ExperimentThe experiment uses 20 different data sets to evaluate ChatGPT and GPT-3.5, covering 7 types of tasks.
Arithmetic Reasoning
The accuracy of ChatGPT and GPT-3.5 without or with CoT on six arithmetic reasoning datasets is shown in Table 2. In experiments without CoT, ChatGPT outperformed GPT-3.5 on 5 of the datasets, demonstrating its strong arithmetic reasoning capabilities.
Figure 4 shows the case where GPT-3.5 gives the wrong answer. On the left side of the picture, ask "Wendy is playing a video game and has 43 lives. During the hard part of the game, she lost 8 lives. If she gets 39 more lives on the next level, how many lives will she have ?" ChatGPT gave the correct answer. However, GPT-3.5 generated a wrong answer. It can be seen that ChatGPT performs much better than GPT-3.5 when using CoT.

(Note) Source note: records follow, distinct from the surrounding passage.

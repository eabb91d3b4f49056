//! Idempotent per-channel subscriptions.
//!
//! Dozens of feature modules subscribe to robot topics from their own
//! on-connect hooks, and those hooks can overlap. The registry is the single
//! choke point that guarantees at most one live subscription per channel per
//! connection lifetime, and the single place inbound messages are dispatched
//! from.
//!
//! On every transport close the registry forgets all of its entries; the
//! feature modules re-create them from their on-connect hooks.

use std::collections::HashMap;
use std::sync::atomic::{AtomicBool, Ordering};
use std::sync::{Arc, Weak};

use parking_lot::Mutex;
use rosdeck_types::DeckError;
use serde_json::Value;
use tracing::{debug, info, warn};
use uuid::Uuid;

use crate::protocol::OutboundFrame;
use crate::transport::{FrameListener, Observer, TransportConnection};

/// Callback invoked synchronously for each inbound message on a channel.
///
/// Handlers run on the transport's read task and must return promptly.
pub type MessageHandler = dyn Fn(&Value) + Send + Sync;

/// One live subscription to a broker topic.
pub struct Subscription {
    id: String,
    channel: String,
    message_type: String,
    throttle_rate: Option<u32>,
    active: AtomicBool,
    handler: Arc<MessageHandler>,
}

impl Subscription {
    /// The rosbridge subscription id.
    pub fn id(&self) -> &str {
        &self.id
    }

    pub fn channel(&self) -> &str {
        &self.channel
    }

    /// ROS message type the channel carries, e.g. `nav_msgs/msg/Odometry`.
    pub fn message_type(&self) -> &str {
        &self.message_type
    }

    pub fn throttle_rate(&self) -> Option<u32> {
        self.throttle_rate
    }

    pub fn is_active(&self) -> bool {
        self.active.load(Ordering::SeqCst)
    }

    fn deactivate(&self) {
        self.active.store(false, Ordering::SeqCst);
    }
}

impl std::fmt::Debug for Subscription {
    fn fmt(&self, f: &mut std::fmt::Formatter<'_>) -> std::fmt::Result {
        f.debug_struct("Subscription")
            .field("id", &self.id)
            .field("channel", &self.channel)
            .field("message_type", &self.message_type)
            .field("throttle_rate", &self.throttle_rate)
            .field("active", &self.is_active())
            .finish()
    }
}

/// Options for [`ChannelSubscriptionRegistry::ensure_subscribed`].
#[derive(Debug, Clone, Copy, Default)]
pub struct SubscribeOptions {
    /// Minimum interval between messages, in milliseconds, enforced by the
    /// broker.
    pub throttle_rate: Option<u32>,
    pub queue_length: Option<u32>,
}

/// Tracks every channel subscription of the current connection lifetime.
pub struct ChannelSubscriptionRegistry {
    transport: Arc<TransportConnection>,
    entries: Mutex<HashMap<String, Arc<Subscription>>>,
}

impl ChannelSubscriptionRegistry {
    /// Create a registry bound to `transport` and wire it in: the registry
    /// becomes the transport's inbound listener and tears itself down on
    /// every close.
    pub fn attach(transport: Arc<TransportConnection>) -> Arc<Self> {
        let registry = Arc::new(Self {
            transport: Arc::clone(&transport),
            entries: Mutex::new(HashMap::new()),
        });

        let listener: Weak<dyn FrameListener> = Arc::downgrade(&registry) as Weak<dyn FrameListener>;
        transport.set_listener(listener);

        let weak = Arc::downgrade(&registry);
        let teardown: Arc<Observer> = Arc::new(move |_: &TransportConnection| {
            if let Some(registry) = weak.upgrade() {
                registry.teardown_all();
            }
            Ok(())
        });
        transport.on_close(teardown);

        registry
    }

    /// Subscribe to `channel` unless a subscription is already tracked for
    /// it, in which case the existing one is returned untouched.
    ///
    /// # Errors
    ///
    /// [`DeckError::TransportUnavailable`] when there is no live connection;
    /// nothing is tracked in that case.
    pub fn ensure_subscribed(
        &self,
        channel: &str,
        message_type: &str,
        handler: Arc<MessageHandler>,
    ) -> Result<Arc<Subscription>, DeckError> {
        self.ensure_subscribed_with(channel, message_type, SubscribeOptions::default(), handler)
    }

    /// [`ensure_subscribed`](Self::ensure_subscribed) with broker-side
    /// throttling options.
    pub fn ensure_subscribed_with(
        &self,
        channel: &str,
        message_type: &str,
        options: SubscribeOptions,
        handler: Arc<MessageHandler>,
    ) -> Result<Arc<Subscription>, DeckError> {
        let mut entries = self.entries.lock();
        if let Some(existing) = entries.get(channel) {
            debug!(channel, "subscription already tracked");
            return Ok(Arc::clone(existing));
        }

        let subscription = Arc::new(Subscription {
            id: format!("subscribe:{channel}:{}", Uuid::new_v4()),
            channel: channel.to_string(),
            message_type: message_type.to_string(),
            throttle_rate: options.throttle_rate,
            active: AtomicBool::new(true),
            handler,
        });

        self.transport.send_frame(&OutboundFrame::Subscribe {
            id: &subscription.id,
            topic: channel,
            message_type,
            throttle_rate: options.throttle_rate,
            queue_length: options.queue_length,
        })?;

        entries.insert(channel.to_string(), Arc::clone(&subscription));
        info!(channel, message_type, "subscribed");
        Ok(subscription)
    }

    /// Unsubscribe from `channel` and forget it. Returns `false` when the
    /// channel was not tracked.
    pub fn teardown(&self, channel: &str) -> bool {
        let Some(subscription) = self.entries.lock().remove(channel) else {
            return false;
        };
        subscription.deactivate();

        if self.transport.is_connected()
            && let Err(e) = self.transport.send_frame(&OutboundFrame::Unsubscribe {
                id: &subscription.id,
                topic: channel,
            })
        {
            warn!(channel, error = %e, "unsubscribe frame not sent");
        }
        debug!(channel, "subscription torn down");
        true
    }

    /// Forget every subscription. Run from the transport's on-close hook so
    /// the next connection starts clean.
    pub fn teardown_all(&self) {
        let drained: Vec<Arc<Subscription>> = self.entries.lock().drain().map(|(_, s)| s).collect();
        for subscription in &drained {
            subscription.deactivate();
        }
        if !drained.is_empty() {
            info!(count = drained.len(), "all subscriptions torn down");
        }
    }

    pub fn is_subscribed(&self, channel: &str) -> bool {
        self.entries.lock().contains_key(channel)
    }

    /// Currently tracked channel names, sorted.
    pub fn channels(&self) -> Vec<String> {
        let mut channels: Vec<String> = self.entries.lock().keys().cloned().collect();
        channels.sort();
        channels
    }

    /// Deliver `msg` to the handler of `channel`, if any.
    pub fn dispatch(&self, channel: &str, msg: &Value) -> bool {
        let subscription = self.entries.lock().get(channel).cloned();
        match subscription {
            Some(subscription) if subscription.is_active() => {
                (subscription.handler)(msg);
                true
            }
            _ => {
                debug!(channel, "message for untracked channel dropped");
                false
            }
        }
    }
}

impl FrameListener for ChannelSubscriptionRegistry {
    fn on_message(&self, topic: &str, msg: Value) {
        self.dispatch(topic, &msg);
    }
}
//! rosbridge v2 JSON frames.
//!
//! The robot's pub/sub broker is a `rosbridge_server`; every interaction is a
//! JSON object tagged by `op`. Only the operations the bridge needs are
//! modelled here. Inbound frames with an unknown `op` decode to
//! [`InboundFrame::Other`] instead of failing.

use rosdeck_types::DeckError;
use serde::{Deserialize, Serialize};
use serde_json::Value;

/// A frame sent from the bridge to the broker.
#[derive(Debug, Clone, Serialize)]
#[serde(tag = "op", rename_all = "snake_case")]
pub enum OutboundFrame<'a> {
    Subscribe {
        id: &'a str,
        topic: &'a str,
        #[serde(rename = "type")]
        message_type: &'a str,
        #[serde(skip_serializing_if = "Option::is_none")]
        throttle_rate: Option<u32>,
        #[serde(skip_serializing_if = "Option::is_none")]
        queue_length: Option<u32>,
    },
    Unsubscribe {
        id: &'a str,
        topic: &'a str,
    },
    Advertise {
        topic: &'a str,
        #[serde(rename = "type")]
        message_type: &'a str,
    },
    Publish {
        topic: &'a str,
        msg: &'a Value,
    },
    CallService {
        id: &'a str,
        service: &'a str,
        args: &'a Value,
    },
}

impl OutboundFrame<'_> {
    pub fn encode(&self) -> Result<String, DeckError> {
        serde_json::to_string(self).map_err(|e| DeckError::Serialization(e.to_string()))
    }
}

/// A frame received from the broker.
#[derive(Debug, Clone, Deserialize)]
#[serde(tag = "op", rename_all = "snake_case")]
pub enum InboundFrame {
    Publish {
        topic: String,
        #[serde(default)]
        msg: Value,
    },
    ServiceResponse {
        #[serde(default)]
        id: Option<String>,
        #[serde(default)]
        service: String,
        #[serde(default)]
        values: Value,
        #[serde(default = "default_result")]
        result: bool,
    },
    Status {
        #[serde(default)]
        level: String,
        #[serde(default)]
        msg: String,
    },
    #[serde(other)]
    Other,
}

fn default_result() -> bool {
    true
}

impl InboundFrame {
    pub fn decode(text: &str) -> Result<Self, DeckError> {
        serde_json::from_str(text).map_err(|e| DeckError::MalformedPayload(e.to_string()))
    }
}
//! [`CockpitServer`] – HTTP + WebSocket surface for the dashboard.
//!
//! * `GET /ws` streams `{type, data}` envelopes to a viewer, starting with
//!   the retained last-known state.
//! * `/api/dialog/*` drives the [`DialogCorrelator`](rosdeck_dialog::DialogCorrelator).
//! * `POST /api/robot/command` forwards to the robot command service.
//! * `GET /health` reports bridge state.

use std::future::Future;
use std::net::SocketAddr;
use std::sync::Arc;

use axum::{
    Json, Router,
    extract::{
        Path, State, WebSocketUpgrade,
        rejection::JsonRejection,
        ws::{Message, WebSocket},
    },
    http::StatusCode,
    response::{IntoResponse, Response},
    routing::{get, post},
};
use futures_util::{SinkExt, StreamExt};
use rosdeck_dialog::LocalQuestion;
use rosdeck_types::{DeckError, RobotCommandReply};
use serde::{Deserialize, Serialize};
use serde_json::{Value, json};
use tokio::net::TcpListener;
use tower_http::trace::TraceLayer;
use tracing::{debug, info, warn};

use crate::context::BridgeContext;

/// Default TCP port for the HTTP/WebSocket server.
pub const DEFAULT_PORT: u16 = 8080;

// ---------------------------------------------------------------------------
// Errors
// ---------------------------------------------------------------------------

/// A [`DeckError`] rendered as an HTTP response.
#[derive(Debug)]
pub struct ApiError(pub DeckError);

impl From<DeckError> for ApiError {
    fn from(e: DeckError) -> Self {
        Self(e)
    }
}

/// Unreadable request bodies answer in the same envelope as every other
/// failure.
impl From<JsonRejection> for ApiError {
    fn from(rejection: JsonRejection) -> Self {
        Self(DeckError::MalformedPayload(rejection.body_text()))
    }
}

impl ApiError {
    pub fn status(&self) -> StatusCode {
        match &self.0 {
            DeckError::NotFound(_) => StatusCode::NOT_FOUND,
            DeckError::TransportUnavailable => StatusCode::SERVICE_UNAVAILABLE,
            DeckError::RemoteFault(_) => StatusCode::BAD_GATEWAY,
            DeckError::Timeout(_) => StatusCode::GATEWAY_TIMEOUT,
            DeckError::MalformedPayload(_) => StatusCode::BAD_REQUEST,
            DeckError::Serialization(_) | DeckError::Channel(_) => StatusCode::INTERNAL_SERVER_ERROR,
        }
    }
}

impl IntoResponse for ApiError {
    fn into_response(self) -> Response {
        let status = self.status();
        if status.is_server_error() {
            warn!(%status, error = %self.0, "request failed");
        } else {
            debug!(%status, error = %self.0, "request rejected");
        }
        (
            status,
            Json(OpResponse {
                success: false,
                error: Some(self.0.to_string()),
            }),
        )
            .into_response()
    }
}

#[derive(Debug, Serialize)]
struct OpResponse {
    success: bool,
    #[serde(skip_serializing_if = "Option::is_none")]
    error: Option<String>,
}

impl OpResponse {
    fn ok() -> Json<Self> {
        Json(Self {
            success: true,
            error: None,
        })
    }
}

// ---------------------------------------------------------------------------
// CockpitServer
// ---------------------------------------------------------------------------

pub struct CockpitServer {
    ctx: Arc<BridgeContext>,
    port: u16,
}

impl CockpitServer {
    /// Create a server for `ctx` on the [`DEFAULT_PORT`].
    pub fn new(ctx: Arc<BridgeContext>) -> Self {
        Self {
            ctx,
            port: DEFAULT_PORT,
        }
    }

    /// Override the listening port (builder-style).
    pub fn with_port(mut self, port: u16) -> Self {
        self.port = port;
        self
    }

    pub fn port(&self) -> u16 {
        self.port
    }

    pub fn router(&self) -> Router {
        router(Arc::clone(&self.ctx))
    }

    /// Bind `0.0.0.0:<port>` and serve until `shutdown` resolves.
    ///
    /// # Errors
    ///
    /// [`DeckError::Channel`] if the listener cannot bind or the server
    /// fails.
    pub async fn run(self, shutdown: impl Future<Output = ()> + Send + 'static) -> Result<(), DeckError> {
        let addr = SocketAddr::from(([0, 0, 0, 0], self.port));
        let listener = TcpListener::bind(addr)
            .await
            .map_err(|e| DeckError::Channel(format!("bind error on {addr}: {e}")))?;
        info!(%addr, "cockpit listening");
        self.serve(listener, shutdown).await
    }

    /// Serve on an already bound listener.
    pub async fn serve(
        self,
        listener: TcpListener,
        shutdown: impl Future<Output = ()> + Send + 'static,
    ) -> Result<(), DeckError> {
        axum::serve(listener, self.router())
            .with_graceful_shutdown(shutdown)
            .await
            .map_err(|e| DeckError::Channel(format!("server error: {e}")))
    }
}

/// Build the full route table over `ctx`.
pub fn router(ctx: Arc<BridgeContext>) -> Router {
    Router::new()
        .route("/ws", get(viewer_socket))
        .route("/health", get(health))
        .route("/api/dialog/requests", get(list_requests).post(create_request))
        .route("/api/dialog/requests/{id}", get(get_request).delete(cancel_request))
        .route("/api/dialog/responses", post(answer_request))
        .route("/api/robot/command", post(robot_command))
        .layer(TraceLayer::new_for_http())
        .with_state(ctx)
}

// ---------------------------------------------------------------------------
// Viewer socket
// ---------------------------------------------------------------------------

async fn viewer_socket(State(ctx): State<Arc<BridgeContext>>, ws: WebSocketUpgrade) -> impl IntoResponse {
    ws.on_upgrade(move |socket| handle_viewer(socket, ctx))
}

async fn handle_viewer(socket: WebSocket, ctx: Arc<BridgeContext>) {
    let (viewer, mut outbound) = ctx.hub.join();
    let replayed = ctx.hub.replay_last_known(&viewer);
    debug!(viewer = %viewer.id(), replayed, "viewer caught up");

    let (mut ws_tx, mut ws_rx) = socket.split();
    loop {
        tokio::select! {
            // ── Downstream: hub → browser ───────────────────────────────────
            next = outbound.recv() => {
                let Some(text) = next else { break };
                if ws_tx.send(Message::Text(text.to_string().into())).await.is_err() {
                    break;
                }
            }
            // ── Upstream: only close and errors matter ─────────────────────
            incoming = ws_rx.next() => {
                match incoming {
                    Some(Ok(Message::Close(_))) | None => break,
                    Some(Ok(_)) => {}
                    Some(Err(e)) => {
                        debug!(viewer = %viewer.id(), error = %e, "viewer socket error");
                        break;
                    }
                }
            }
        }
    }

    ctx.hub.leave(viewer.id());
}

// ---------------------------------------------------------------------------
// Health
// ---------------------------------------------------------------------------

async fn health(State(ctx): State<Arc<BridgeContext>>) -> Json<Value> {
    Json(json!({
        "status": "ok",
        "broker": {
            "url": ctx.transport.url(),
            "state": ctx.transport.state().to_string(),
            "retry_pending": ctx.transport.retry_pending(),
        },
        "subscriptions": ctx.registry.channels(),
        "viewers": ctx.hub.viewer_count(),
        "pending_dialogs": ctx.correlator.pending_count(),
    }))
}

// ---------------------------------------------------------------------------
// Dialog REST
// ---------------------------------------------------------------------------

async fn list_requests(State(ctx): State<Arc<BridgeContext>>) -> impl IntoResponse {
    Json(ctx.correlator.list_pending())
}

async fn create_request(
    State(ctx): State<Arc<BridgeContext>>,
    payload: Result<Json<LocalQuestion>, JsonRejection>,
) -> Result<impl IntoResponse, ApiError> {
    let Json(local) = payload?;
    let request = ctx.correlator.create_local(local)?;
    Ok((StatusCode::CREATED, Json(request)))
}

async fn get_request(
    State(ctx): State<Arc<BridgeContext>>,
    Path(id): Path<String>,
) -> Result<impl IntoResponse, ApiError> {
    ctx.correlator
        .get(&id)
        .map(Json)
        .ok_or_else(|| ApiError(DeckError::NotFound(id)))
}

async fn cancel_request(
    State(ctx): State<Arc<BridgeContext>>,
    Path(id): Path<String>,
) -> Result<impl IntoResponse, ApiError> {
    ctx.correlator.cancel(&id)?;
    Ok(OpResponse::ok())
}

#[derive(Debug, Deserialize)]
struct AnswerBody {
    request_id: String,
    #[serde(default)]
    response: Value,
}

async fn answer_request(
    State(ctx): State<Arc<BridgeContext>>,
    payload: Result<Json<AnswerBody>, JsonRejection>,
) -> Result<impl IntoResponse, ApiError> {
    let Json(body) = payload?;
    ctx.correlator.answer(&body.request_id, body.response)?;
    Ok(OpResponse::ok())
}

// ---------------------------------------------------------------------------
// Robot command
// ---------------------------------------------------------------------------

#[derive(Debug, Deserialize)]
struct CommandBody {
    cmd: i32,
    #[serde(default)]
    msg: String,
}

async fn robot_command(
    State(ctx): State<Arc<BridgeContext>>,
    payload: Result<Json<CommandBody>, JsonRejection>,
) -> Result<Json<RobotCommandReply>, ApiError> {
    let Json(body) = payload?;
    info!(cmd = body.cmd, "robot command requested");
    let reply = ctx
        .invoker
        .send_robot_command(body.cmd, body.msg, ctx.command_timeout())
        .await?;
    Ok(Json(reply))
}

##Common sense, symbols and logical reasoning
Table 3 reports the accuracy of ChatGPT and popular LLM on common sense, symbolic and logical reasoning data sets. The following observations can be made: First, using CoT may not always provide better performance in common sense reasoning tasks, which may require more fine-grained background knowledge. Secondly, unlike arithmetic reasoning, ChatGPT performs worse than GPT-3.5 in many cases, indicating that GPT-3.5 has stronger corresponding capabilities.
To analyze the reasons, the study shows several failure cases of ChatGPT in Figure 5. We can observe that ChatGPT can easily produce undefined responses, leading to poor performance.
##Natural Language Reasoning
Table 4 shows the results of different models on two natural language reasoning tasks: RTE and CB. We can see that under zero-shot settings, ChatGPT can achieve better performance than GPT-3.5, FLAN, T0 and PaLM. This proves that ChatGPT has better zero-shot performance in NLP reasoning tasks.
##Q&A
Table 6 reports the accuracy of different models on the BoolQ data set. ChatGPT is better than GPT-3.5. This shows that ChatGPT can handle reasoning tasks better.
##Dialogue
Table 8 shows the accuracy of ChatGPT and GPT-3.5 on the MuTual data set (multi-round conversation reasoning). As expected, ChatGPT significantly outperforms GPT-3.5.
Figure 6 is a specific example, we can see that ChatGPT can reason more effectively for a given context. This once again confirms ChatGPT’s super reasoning capabilities.
##Generate summary
Table 9 reports the ROUGE scores of ChatGPT and GPT-3.5 on the SAMSum dataset. Surprisingly, ChatGPT is inferior to GPT-3.5 on all metrics.
##Named entity recognition
Table 10 reports the zero-shot performance of ChatGPT and GPT-3.5 on CoNLL03. We can see that the overall performance of ChatGPT and GPT-3.5 is very similar.
# Sentiment Analysis
Table 11 compares the accuracy of different models on the sentiment analysis data set SST2. Surprisingly, ChatGPT performs about 1% worse than GPT-3.5.